Credit:  By Ben Butler | Lancashire Telegraph | www.lancashiretelegraph.co.uk ~~

Controversial plans for three giant wind turbines have been branded as ‘vandalism of the countryside’.

FAB Energy Solutions wants to erect the turbines measuring up to 100 metres in height on land south of New Barn Billington Road in Hapton.

The proposed development lies on land to the south and south east of the existing Hameldon Hill Wind Farm, which has six wind turbines.

Despite letters of objections from community leaders and households living nearby, planners will recommend the application is approved at the next meeting of Burnley Council’s Development Control Committee next Thursday (June 29).

In a letter of objection Cllr Joanne Greenwood, who represents the area on the borough council, said: “There are enough wind turbines in this area.

“Further turbines would have a detrimental effect on visual amenity.

“There have been complaints that the existing wind turbines affect residents by flicker and noise.”

Hapton Parish Council said it objects to the development on the basis that the village already has a number of wind turbines and any more will ‘affect the visual amenities of the village’.

Residents living nearby at individual farmsteads at Barley Top, Barley Green Farm, Waggoners Farm, Further Barn Farm, Further Barn and Lower Micklehurst Barn, have also raised a number of concerns.

These include the impact on the landscape, ‘vandalism of the countryside’, effect on views, noise disturbance, impact on peregrine falcons and upland breeding birds and the impact on the Grade II listed buildings at Lower Micklehurst Farm and the remains of Hapton Tower.

Other nearby residents also raised concerns about the turbines being visible from the main access route into Burnley from Rawtenstall.

In a design and access statement on behalf of applicants FAB Energy Solutions, agents AAH Planning Consultants, said: “Being perceived as an extension to the Hameldon Hill Wind Farm, it is considered that use of the site for wind turbine development is consistent with the existing landscape and infrastructure.

“Further to this, an assessment and evaluation of the landscape and visual impact, cumulative impact and landscape capacity for development suggests that the scheme can be accommodated.

“It is estimated that the proposed scheme would generate approximately 15,558 MW hours (MWh) of electricity per annum, which is enough electricity annually to supply the equivalent of approximately 4,616 households.

“This could potentially displace the equivalent of up to approximately 6,690 tonnes of CO2 emissions per year from conventional forms of electricity generation. ”

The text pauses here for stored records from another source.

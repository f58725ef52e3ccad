//! Search filters.
//!
//! [`SearchFilters`] expresses one query over the collection. All active filters
//! must match (AND logic). The result is an ordered list of plant ids; an empty
//! list is a normal answer, not an error.
//!
//! | Filter | Semantics |
//! |--------|-----------|
//! | `query` | case-insensitive substring of `name` or `description`; blank matches all |
//! | `tags` | plant must carry **every** listed tag (intersection) |
//! | `visibility` | `all`, `public`, or `my` (owned by the caller) |
//! | `sort_by` / `sort_order` | `updated`, `created`, `name`; ties by plant id ascending |

use super::index::TagIndex;
use crate::error::{InventoryError, Result};
use crate::model::{Plant, PlantId, Visibility};
use crate::store::entities::EntityStore;
use crate::tags::normalize_tags;
use serde::{Deserialize, Serialize};
use std::cmp::Ordering;
use std::collections::BTreeSet;

#[derive(Debug, Clone, Copy, PartialEq, Eq, Default, Serialize, Deserialize)]
#[serde(rename_all = "lowercase")]
pub enum VisibilityFilter {
    #[default]
    All,
    Public,
    /// Plants owned by the caller. Requires a caller identity.
    #[serde(rename = "my")]
    Mine,
}

#[derive(Debug, Clone, Copy, PartialEq, Eq, Default, Serialize, Deserialize)]
#[serde(rename_all = "lowercase")]
pub enum SortBy {
    #[default]
    Updated,
    Created,
    Name,
}

#[derive(Debug, Clone, Copy, PartialEq, Eq, Default, Serialize, Deserialize)]
#[serde(rename_all = "lowercase")]
pub enum SortOrder {
    Asc,
    #[default]
    Desc,
}

#[derive(Debug, Clone, Default, PartialEq, Eq, Serialize, Deserialize)]
#[serde(default)]
pub struct SearchFilters {
    pub query: Option<String>,
    pub tags: Vec<String>,
    pub visibility: VisibilityFilter,
    pub sort_by: SortBy,
    pub sort_order: SortOrder,
}

impl SearchFilters {
    pub fn new() -> Self {
        Self::default()
    }

    pub fn query(mut self, query: impl Into<String>) -> Self {
        self.query = Some(query.into());
        self
    }

    pub fn tags<I, T>(mut self, tags: I) -> Self
    where
        I: IntoIterator<Item = T>,
        T: Into<String>,
    {
        self.tags = tags.into_iter().map(Into::into).collect();
        self
    }

    pub fn visibility(mut self, visibility: VisibilityFilter) -> Self {
        self.visibility = visibility;
        self
    }

    pub fn sort(mut self, sort_by: SortBy, sort_order: SortOrder) -> Self {
        self.sort_by = sort_by;
        self.sort_order = sort_order;
        self
    }
}

/// Filters after validation and normalization.
struct PreparedFilters<'a> {
    needle: Option<String>,
    tags: BTreeSet<String>,
    visibility: VisibilityFilter,
    caller: Option<&'a str>,
}

impl<'a> PreparedFilters<'a> {
    fn new(filters: &SearchFilters, caller: Option<&'a str>, max_tag_len: usize) -> Result<Self> {
        let tags = normalize_tags(&filters.tags, max_tag_len)?;
        let caller = caller.map(str::trim).filter(|c| !c.is_empty());
        if filters.visibility == VisibilityFilter::Mine && caller.is_none() {
            return Err(InventoryError::invalid(
                "visibility 'my' requires a caller identity",
            ));
        }
        let needle = filters
            .query
            .as_deref()
            .map(str::trim)
            .filter(|q| !q.is_empty())
            .map(str::to_lowercase);

        Ok(Self {
            needle,
            tags,
            visibility: filters.visibility,
            caller,
        })
    }

    fn matches(&self, plant: &Plant) -> bool {
        let visible = match self.visibility {
            VisibilityFilter::All => true,
            VisibilityFilter::Public => plant.visibility == Visibility::Public,
            VisibilityFilter::Mine => plant.owner_id.as_deref() == self.caller,
        };
        if !visible {
            return false;
        }

        match &self.needle {
            None => true,
            Some(needle) => {
                plant.name.to_lowercase().contains(needle.as_str())
                    || plant.description.to_lowercase().contains(needle.as_str())
            }
        }
    }
}

fn compare(a: &Plant, b: &Plant, sort_by: SortBy, sort_order: SortOrder) -> Ordering {
    let primary = match sort_by {
        SortBy::Updated => a.updated_at.cmp(&b.updated_at),
        SortBy::Created => a.created_at.cmp(&b.created_at),
        SortBy::Name => a.name.to_lowercase().cmp(&b.name.to_lowercase()),
    };
    let primary = match sort_order {
        SortOrder::Asc => primary,
        SortOrder::Desc => primary.reverse(),
    };
    primary.then_with(|| a.id.cmp(&b.id))
}

/// Evaluates `filters` against the collection.
///
/// Fails with `InvalidArgument` when a filter tag is malformed or when
/// `visibility = my` is requested without a caller identity.
pub fn search(
    entities: &EntityStore,
    index: &TagIndex,
    filters: &SearchFilters,
    caller: Option<&str>,
    max_tag_len: usize,
) -> Result<Vec<PlantId>> {
    let prepared = PreparedFilters::new(filters, caller, max_tag_len)?;

    let mut hits: Vec<&Plant> = match index.matching_all(&prepared.tags) {
        Some(ids) => ids
            .iter()
            .filter_map(|id| entities.plant(id).ok())
            .filter(|plant| prepared.matches(plant))
            .collect(),
        None => entities.plants().filter(|plant| prepared.matches(plant)).collect(),
    };

    hits.sort_by(|a, b| compare(a, b, filters.sort_by, filters.sort_order));
    Ok(hits.into_iter().map(|plant| plant.id).collect())
}
//! Change events for the notification layer.
//!
//! Every applied mutation appends one or more [`InventoryEvent`]s to the
//! inventory's outbox. Consumers drain the outbox after the mutation has been
//! published. Rejected operations and no-op successes emit nothing. Events are
//! not persisted.

use crate::grid::PlacementChange;
use crate::lineage::ParentChange;
use crate::model::{PlantId, ShelfId};
use chrono::{DateTime, Utc};
use serde::{Serialize, Serializer};
use serde_json::{json, Value};

#[derive(Debug, Clone, Copy, PartialEq, Eq, Hash)]
pub enum EventKind {
    PlantCreated,
    PlantUpdated,
    PlantDeleted,
    ShelfCreated,
    ShelfUpdated,
    ShelfResized,
    ShelfDeleted,
    PlantPlaced,
    PlantMoved,
    PlantUnplaced,
    PlantParentChanged,
    PlantWatered,
}

impl EventKind {
    pub fn as_str(self) -> &'static str {
        match self {
            EventKind::PlantCreated => "plant.created",
            EventKind::PlantUpdated => "plant.updated",
            EventKind::PlantDeleted => "plant.deleted",
            EventKind::ShelfCreated => "shelf.created",
            EventKind::ShelfUpdated => "shelf.updated",
            EventKind::ShelfResized => "shelf.resized",
            EventKind::ShelfDeleted => "shelf.deleted",
            EventKind::PlantPlaced => "plant.placed",
            EventKind::PlantMoved => "plant.moved",
            EventKind::PlantUnplaced => "plant.unplaced",
            EventKind::PlantParentChanged => "plant.parent_changed",
            EventKind::PlantWatered => "plant.watered",
        }
    }
}

impl Serialize for EventKind {
    fn serialize<S: Serializer>(&self, serializer: S) -> Result<S::Ok, S::Error> {
        serializer.serialize_str(self.as_str())
    }
}

/// The record an event is about.
#[derive(Debug, Clone, Copy, PartialEq, Eq, Serialize)]
#[serde(tag = "type", content = "id", rename_all = "lowercase")]
pub enum EventSubject {
    Plant(PlantId),
    Shelf(ShelfId),
}

#[derive(Debug, Clone, PartialEq, Serialize)]
pub struct InventoryEvent {
    #[serde(rename = "type")]
    pub kind: EventKind,
    pub subject: EventSubject,
    pub occurred_at: DateTime<Utc>,
    pub data: Value,
}

impl InventoryEvent {
    pub fn plant(kind: EventKind, id: PlantId, occurred_at: DateTime<Utc>, data: Value) -> Self {
        Self {
            kind,
            subject: EventSubject::Plant(id),
            occurred_at,
            data,
        }
    }

    pub fn shelf(kind: EventKind, id: ShelfId, occurred_at: DateTime<Utc>, data: Value) -> Self {
        Self {
            kind,
            subject: EventSubject::Shelf(id),
            occurred_at,
            data,
        }
    }

    /// The event for an applied placement change, if it changed anything.
    pub fn from_placement(
        plant_id: PlantId,
        change: PlacementChange,
        occurred_at: DateTime<Utc>,
    ) -> Option<Self> {
        let (kind, data) = match change {
            PlacementChange::Unchanged => return None,
            PlacementChange::Placed(to) => (EventKind::PlantPlaced, json!({ "to": to })),
            PlacementChange::Moved { from, to } => {
                (EventKind::PlantMoved, json!({ "from": from, "to": to }))
            }
            PlacementChange::Unplaced(from) => (EventKind::PlantUnplaced, json!({ "from": from })),
        };
        Some(Self::plant(kind, plant_id, occurred_at, data))
    }

    pub fn from_parent_change(
        child: PlantId,
        change: ParentChange,
        occurred_at: DateTime<Utc>,
    ) -> Option<Self> {
        match change {
            ParentChange::Unchanged => None,
            ParentChange::Changed { old, new } => Some(Self::plant(
                EventKind::PlantParentChanged,
                child,
                occurred_at,
                json!({ "old": old, "new": new }),
            )),
        }
    }
}

#[cfg(test)]
mod tests {
    use super::*;
    use crate::model::Position;

    #[test]
    fn test_kind_names_are_dotted() {
        assert_eq!(EventKind::PlantParentChanged.as_str(), "plant.parent_changed");
        assert_eq!(EventKind::ShelfResized.as_str(), "shelf.resized");
    }

    #[test]
    fn test_unchanged_placement_emits_nothing() {
        let event = InventoryEvent::from_placement(PlantId::generate(), PlacementChange::Unchanged, Utc::now());
        assert!(event.is_none());
    }

    #[test]
    fn test_move_event_carries_both_cells() {
        let shelf = ShelfId::generate();
        let change = PlacementChange::Moved {
            from: Position::new(shelf, 0, 0),
            to: Position::new(shelf, 1, 2),
        };
        let event = InventoryEvent::from_placement(PlantId::generate(), change, Utc::now()).unwrap();
        assert_eq!(event.kind, EventKind::PlantMoved);
        assert_eq!(event.data["from"]["row"], 0);
        assert_eq!(event.data["to"]["column"], 2);
    }

    #[test]
    fn test_event_serializes_with_type_name() {
        let id = PlantId::generate();
        let event = InventoryEvent::plant(EventKind::PlantCreated, id, Utc::now(), Value::Null);
        let json = serde_json::to_value(&event).unwrap();
        assert_eq!(json["type"], "plant.created");
        assert_eq!(json["subject"]["type"], "plant");
        assert_eq!(json["subject"]["id"], id.to_string());
    }
}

A community benefit fund would also be set up by the applicant to support community initiatives and improvements to the area throughout the 25-years operational life of the wind turbines.

Source:  By Ben Butler | Lancashire Telegraph | www.lancashiretelegraph.co.uk

This article is the work of the source indicated. Any opinions expressed in it are not necessarily those of National Wind Watch.

The copyright of this article resides with the author or publisher indicated. As part of its noncommercial effort to present the environmental, social, scientific, and economic issues of large-scale wind power development to a global audience seeking such information, National Wind Watch endeavors to observe “fair use” as provided for in section 107 of U.S. Copyright Law and similar “fair dealing” provisions of the copyright laws of other nations. Send requests to excerpt, general inquiries, and comments via e-mail.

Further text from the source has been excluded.